— PROVIDED ENTRIES —
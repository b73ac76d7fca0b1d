use sea_orm_migration::prelude::*;

use crate::m20250826_143000_category::Category;

#[derive(DeriveMigrationName)]
pub struct Migration;

#[derive(Iden)]
enum Purchase {
    Table,
    Id,
    Date,
    Amount,
    Reason,
    StatusId,
    Color,
    Method,
    TagIds,
    Note,
    CategoryId,
    SubCategoryId,
    Details,
    CreatedAt,
    UpdatedAt,
    DeletedAt,
}

#[async_trait::async_trait]
impl MigrationTrait for Migration {
    async fn up(&self, manager: &SchemaManager) -> Result<(), DbErr> {
        manager
            .create_table(
                Table::create()
                    .table(Purchase::Table)
                    .if_not_exists()
                    .col(
                        ColumnDef::new(Purchase::Id)
                            .integer()
                            .not_null()
                            .auto_increment()
                            .primary_key(),
                    )
                    .col(ColumnDef::new(Purchase::Date).timestamp().not_null())
                    .col(ColumnDef::new(Purchase::Amount).big_integer().not_null())
                    .col(
                        ColumnDef::new(Purchase::Reason)
                            .string()
                            .not_null()
                            .default(""),
                    )
                    .col(
                        ColumnDef::new(Purchase::StatusId)
                            .integer()
                            .not_null()
                            .default(1),
                    )
                    .col(
                        ColumnDef::new(Purchase::Color)
                            .string_len(32)
                            .not_null()
                            .default(""),
                    )
                    .col(
                        ColumnDef::new(Purchase::Method)
                            .small_integer()
                            .not_null()
                            .default(0),
                    )
                    .col(
                        ColumnDef::new(Purchase::TagIds)
                            .string()
                            .not_null()
                            .default(""),
                    )
                    .col(
                        ColumnDef::new(Purchase::Note)
                            .text()
                            .not_null()
                            .default(""),
                    )
                    .col(ColumnDef::new(Purchase::CategoryId).integer().not_null())
                    .col(ColumnDef::new(Purchase::SubCategoryId).integer())
                    .col(ColumnDef::new(Purchase::Details).json())
                    .col(ColumnDef::new(Purchase::CreatedAt).timestamp().not_null())
                    .col(ColumnDef::new(Purchase::UpdatedAt).timestamp().not_null())
                    .col(ColumnDef::new(Purchase::DeletedAt).timestamp())
                    .foreign_key(
                        ForeignKey::create()
                            .name("fk-purchase-category_id")
                            .from(Purchase::Table, Purchase::CategoryId)
                            .to(Category::Table, Category::Id),
                    )
                    .foreign_key(
                        ForeignKey::create()
                            .name("fk-purchase-sub_category_id")
                            .from(Purchase::Table, Purchase::SubCategoryId)
                            .to(Category::Table, Category::Id),
                    )
                    .to_owned(),
            )
            .await?;

        manager
            .create_index(
                Index::create()
                    .name("idx-purchase-category_id")
                    .table(Purchase::Table)
                    .col(Purchase::CategoryId)
                    .to_owned(),
            )
            .await?;

        manager
            .create_index(
                Index::create()
                    .name("idx-purchase-sub_category_id")
                    .table(Purchase::Table)
                    .col(Purchase::SubCategoryId)
                    .to_owned(),
            )
            .await?;

        Ok(())
    }

    async fn down(&self, manager: &SchemaManager) -> Result<(), DbErr> {
        manager
            .drop_table(Table::drop().table(Purchase::Table).to_owned())
            .await
    }
}
//! Purchase records.
//!
//! A purchase always belongs to a category and may carry a sub-category, a
//! tag list and a free-form JSON `details` object. Amounts are integer minor
//! units and never zero.

use chrono::{DateTime, Utc};
use sea_orm::{ActiveValue, entity::prelude::*};
use serde::{Deserialize, Serialize};

use crate::{
    Category, EngineError, ResultEngine, Status, Tag,
    util::{decode_tag_ids, encode_tag_ids},
};

pub const ORDERABLE_COLUMNS: &[&str] = &[
    "id",
    "date",
    "amount",
    "reason",
    "status_id",
    "color",
    "method",
    "note",
    "category_id",
    "sub_category_id",
    "created_at",
    "updated_at",
];

#[derive(Clone, Debug, PartialEq, Serialize, Deserialize)]
pub struct Purchase {
    pub id: i32,
    pub date: DateTime<Utc>,
    pub amount: i64,
    pub reason: String,
    pub note: String,
    pub color: String,
    pub method: i16,
    pub status: Status,
    pub category_id: i32,
    pub sub_category_id: Option<i32>,
    pub tag_ids: Vec<i32>,
    pub details: Option<serde_json::Value>,
    pub created_at: DateTime<Utc>,
    pub updated_at: DateTime<Utc>,
    pub deleted_at: Option<DateTime<Utc>>,
}

pub(crate) fn validate_amount(amount: i64) -> ResultEngine<i64> {
    if amount == 0 {
        return Err(EngineError::InvalidInput(
            "amount must not be zero".to_string(),
        ));
    }
    Ok(amount)
}

impl Purchase {
    pub fn new(category_id: i32, date: DateTime<Utc>, amount: i64) -> ResultEngine<Self> {
        let amount = validate_amount(amount)?;
        let now = Utc::now();
        Ok(Self {
            id: 0,
            date,
            amount,
            reason: String::new(),
            note: String::new(),
            color: String::new(),
            method: 0,
            status: Status::Active,
            category_id,
            sub_category_id: None,
            tag_ids: Vec::new(),
            details: None,
            created_at: now,
            updated_at: now,
            deleted_at: None,
        })
    }
}

/// A purchase together with the records it references.
#[derive(Clone, Debug, PartialEq)]
pub struct PurchaseDetail {
    pub purchase: Purchase,
    /// `None` when the category has since been deactivated.
    pub category: Option<Category>,
    pub sub_category: Option<Category>,
    pub tags: Vec<Tag>,
}

#[derive(Clone, Debug, Default)]
pub struct PurchaseFilter {
    pub id: Option<i32>,
    pub category_id: Option<i32>,
    pub sub_category_id: Option<i32>,
    /// Substring match.
    pub reason: Option<String>,
    /// Substring match.
    pub note: Option<String>,
    pub color: Option<String>,
    pub method: Option<i16>,
    pub amount: Option<i64>,
    /// `None` lists active purchases only.
    pub status: Option<Status>,
    /// Every id must be present on the purchase.
    pub tag_ids: Vec<i32>,
}

#[derive(Clone, Debug, PartialEq, DeriveEntityModel)]
#[sea_orm(table_name = "purchase")]
pub struct Model {
    #[sea_orm(primary_key)]
    pub id: i32,
    pub date: DateTimeUtc,
    pub amount: i64,
    pub reason: String,
    pub status_id: i32,
    pub color: String,
    pub method: i16,
    pub tag_ids: String,
    pub note: String,
    pub category_id: i32,
    pub sub_category_id: Option<i32>,
    pub details: Option<Json>,
    pub created_at: DateTimeUtc,
    pub updated_at: DateTimeUtc,
    pub deleted_at: Option<DateTimeUtc>,
}

#[derive(Copy, Clone, Debug, EnumIter, DeriveRelation)]
pub enum Relation {
    #[sea_orm(
        belongs_to = "super::categories::Entity",
        from = "Column::CategoryId",
        to = "super::categories::Column::Id",
        on_update = "NoAction",
        on_delete = "NoAction"
    )]
    Category,
    #[sea_orm(
        belongs_to = "super::categories::Entity",
        from = "Column::SubCategoryId",
        to = "super::categories::Column::Id",
        on_update = "NoAction",
        on_delete = "NoAction"
    )]
    SubCategory,
}

impl Related<super::categories::Entity> for Entity {
    fn to() -> RelationDef {
        Relation::Category.def()
    }
}

impl ActiveModelBehavior for ActiveModel {}

impl From<&Purchase> for ActiveModel {
    fn from(purchase: &Purchase) -> Self {
        Self {
            id: if purchase.id == 0 {
                ActiveValue::NotSet
            } else {
                ActiveValue::Set(purchase.id)
            },
            date: ActiveValue::Set(purchase.date),
            amount: ActiveValue::Set(purchase.amount),
            reason: ActiveValue::Set(purchase.reason.clone()),
            status_id: ActiveValue::Set(purchase.status.as_i32()),
            color: ActiveValue::Set(purchase.color.clone()),
            method: ActiveValue::Set(purchase.method),
            tag_ids: ActiveValue::Set(encode_tag_ids(&purchase.tag_ids)),
            note: ActiveValue::Set(purchase.note.clone()),
            category_id: ActiveValue::Set(purchase.category_id),
            sub_category_id: ActiveValue::Set(purchase.sub_category_id),
            details: ActiveValue::Set(purchase.details.clone()),
            created_at: ActiveValue::Set(purchase.created_at),
            updated_at: ActiveValue::Set(purchase.updated_at),
            deleted_at: ActiveValue::Set(purchase.deleted_at),
        }
    }
}

impl TryFrom<Model> for Purchase {
    type Error = EngineError;

    fn try_from(model: Model) -> Result<Self, Self::Error> {
        Ok(Self {
            id: model.id,
            date: model.date,
            amount: model.amount,
            reason: model.reason,
            note: model.note,
            color: model.color,
            method: model.method,
            status: Status::try_from(model.status_id)?,
            category_id: model.category_id,
            sub_category_id: model.sub_category_id,
            tag_ids: decode_tag_ids(&model.tag_ids),
            details: model.details,
            created_at: model.created_at,
            updated_at: model.updated_at,
            deleted_at: model.deleted_at,
        })
    }
}
use axum::{
    Router,
    extract::{Request, State},
    middleware::{self, Next},
    response::Response,
    routing::{delete, get, post},
};
use axum_extra::{
    TypedHeader,
    headers::{Authorization, authorization::Bearer},
    typed_header::TypedHeaderRejection,
};

use std::sync::Arc;

use crate::{ServerError, categories, purchases, tags, user};
use engine::{Engine, EngineError, ManagementLevel};

const ADMIN_ONLY: &[ManagementLevel] = &[ManagementLevel::Admin];
const MEMBERS: &[ManagementLevel] = &[ManagementLevel::Admin, ManagementLevel::User];

#[derive(Clone)]
pub struct ServerState {
    pub engine: Arc<Engine>,
}

/// Bearer token the current request was authorized with.
#[derive(Clone, Debug)]
pub struct BearerToken(pub String);

async fn authorize(
    state: &ServerState,
    header: Result<TypedHeader<Authorization<Bearer>>, TypedHeaderRejection>,
    allowed: &[ManagementLevel],
    mut request: Request,
    next: Next,
) -> Result<Response, ServerError> {
    let header = header.map_err(|rejection| {
        let reason = if rejection.is_missing() {
            "Authorization header missing"
        } else {
            "Authorization header format must be Bearer {token}"
        };
        tracing::debug!("auth gate: {reason}");
        EngineError::Unauthorized(reason.to_string())
    })?;
    let token = header.token().to_string();

    let caller = state.engine.authorize(&token, allowed).await?;
    tracing::debug!(user_id = caller.id, "auth gate passed");

    request.extensions_mut().insert(caller);
    request.extensions_mut().insert(BearerToken(token));
    Ok(next.run(request).await)
}

async fn admin_gate(
    State(state): State<ServerState>,
    header: Result<TypedHeader<Authorization<Bearer>>, TypedHeaderRejection>,
    request: Request,
    next: Next,
) -> Result<Response, ServerError> {
    authorize(&state, header, ADMIN_ONLY, request, next).await
}

async fn member_gate(
    State(state): State<ServerState>,
    header: Result<TypedHeader<Authorization<Bearer>>, TypedHeaderRejection>,
    request: Request,
    next: Next,
) -> Result<Response, ServerError> {
    authorize(&state, header, MEMBERS, request, next).await
}

fn auth_routes(state: &ServerState) -> Router<ServerState> {
    let gated = Router::new()
        .route("/logout", post(user::logout))
        .route_layer(middleware::from_fn_with_state(state.clone(), member_gate));

    Router::new()
        .route("/signup", post(user::signup))
        .route("/login", post(user::login))
        .merge(gated)
}

fn admin_routes(state: &ServerState) -> Router<ServerState> {
    Router::new()
        .route(
            "/category",
            post(categories::create)
                .get(categories::list)
                .put(categories::update),
        )
        .route("/category/{id}", delete(categories::remove))
        .route("/users", get(user::list).put(user::update))
        .route("/users/{id}", delete(user::remove))
        .route_layer(middleware::from_fn_with_state(state.clone(), admin_gate))
}

fn system_routes(state: &ServerState) -> Router<ServerState> {
    Router::new()
        .route(
            "/tag",
            post(tags::create).get(tags::list).put(tags::update),
        )
        .route("/tag/{id}", delete(tags::remove))
        .route(
            "/category",
            post(categories::create)
                .get(categories::list_active)
                .put(categories::update),
        )
        .route("/category/{id}", delete(categories::remove))
        .route(
            "/purchase",
            post(purchases::create)
                .get(purchases::list)
                .put(purchases::update),
        )
        .route("/purchase/{id}", delete(purchases::remove))
        .route_layer(middleware::from_fn_with_state(state.clone(), member_gate))
}

/// Build the `/api/v0` router around an engine.
pub fn router(engine: Arc<Engine>) -> Router {
    let state = ServerState { engine };

    Router::new()
        .nest("/api/v0/auth", auth_routes(&state))
        .nest("/api/v0/admin", admin_routes(&state))
        .nest("/api/v0/system", system_routes(&state))
        .with_state(state)
}

pub async fn run(engine: Engine, addr: &str) -> Result<(), std::io::Error> {
    let listener = tokio::net::TcpListener::bind(addr).await?;
    run_with_listener(engine, listener).await
}

pub async fn run_with_listener(
    engine: Engine,
    listener: tokio::net::TcpListener,
) -> Result<(), std::io::Error> {
    let addr = listener.local_addr()?;
    tracing::info!("Server listening on {}", addr);

    axum::serve(listener, router(Arc::new(engine))).await
}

— WHAT THE TASK REQUIRES —
Using the listing above, say how many of its lines contain "tokio", and give no other words.

— OUTPUT FOR THIS TASK —
2